WHAT YOU NEED TO DO: Where a line of the material contains the string "EnginePoisoned", copy that line.

--- START ---

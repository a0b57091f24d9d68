pub mod astrolog;
pub mod astrolog_errors;
pub mod celestial;
pub mod constants;
pub mod coordinates;
pub mod ephemeris;
pub mod time;
pub mod transit;
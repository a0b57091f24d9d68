use thiserror::Error;

/// A name that is not part of the body catalog.
///
/// Raised only when an identity is resolved from a name; no partial
/// [`Celestial`](crate::celestial::Celestial) exists when this is returned.
#[derive(Error, Debug, Clone, PartialEq, Eq)]
#[error("Unknown planet {0}")]
pub struct UnknownBodyError(pub String);

/// Failure reported by the ephemeris engine.
///
/// This layer never recovers from these: they are passed through verbatim.
/// A transit that simply does not happen is **not** an engine error, it is
/// reported as `Ok(None)` by the search routines.
#[derive(Error, Debug, Clone, PartialEq)]
pub enum EngineError {
    #[error("Ephemeris data file not found: {0}")]
    DataFileMissing(String),

    #[error("Julian day {0} is outside the range covered by the ephemeris")]
    OutOfRange(f64),

    #[error("Fixed star not found in catalog: {0}")]
    UnknownStar(String),

    #[error("Ephemeris computation failed: {0}")]
    Computation(String),
}

#[derive(Error, Debug)]
pub enum AstrologError {
    #[error(transparent)]
    UnknownBody(#[from] UnknownBodyError),

    #[error("Ephemeris engine error: {0}")]
    Engine(#[from] EngineError),

    #[error("Invalid ephemeris source: {0}")]
    InvalidEphemerisSource(String),

    #[error("Invalid calendar date: {0}")]
    InvalidDate(String),

    #[error("Invalid observer location: {0}")]
    InvalidLocation(String),

    #[error("Ephemeris engine lock poisoned by a panicking query")]
    EnginePoisoned,
}

impl From<ordered_float::FloatIsNan> for AstrologError {
    fn from(_: ordered_float::FloatIsNan) -> Self {
        AstrologError::InvalidLocation("NaN coordinate".to_string())
    }
}

impl PartialEq for AstrologError {
    fn eq(&self, other: &Self) -> bool {
        use AstrologError::*;
        match (self, other) {
            (UnknownBody(a), UnknownBody(b)) => a == b,
            (Engine(a), Engine(b)) => a == b,
            (InvalidEphemerisSource(a), InvalidEphemerisSource(b)) => a == b,
            (InvalidDate(a), InvalidDate(b)) => a == b,
            (InvalidLocation(a), InvalidLocation(b)) => a == b,
            (EnginePoisoned, EnginePoisoned) => true,
            _ => false,
        }
    }
}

--- END ---

ANSWER TO THIS TASK:
    EnginePoisoned,
            (EnginePoisoned, EnginePoisoned) => true,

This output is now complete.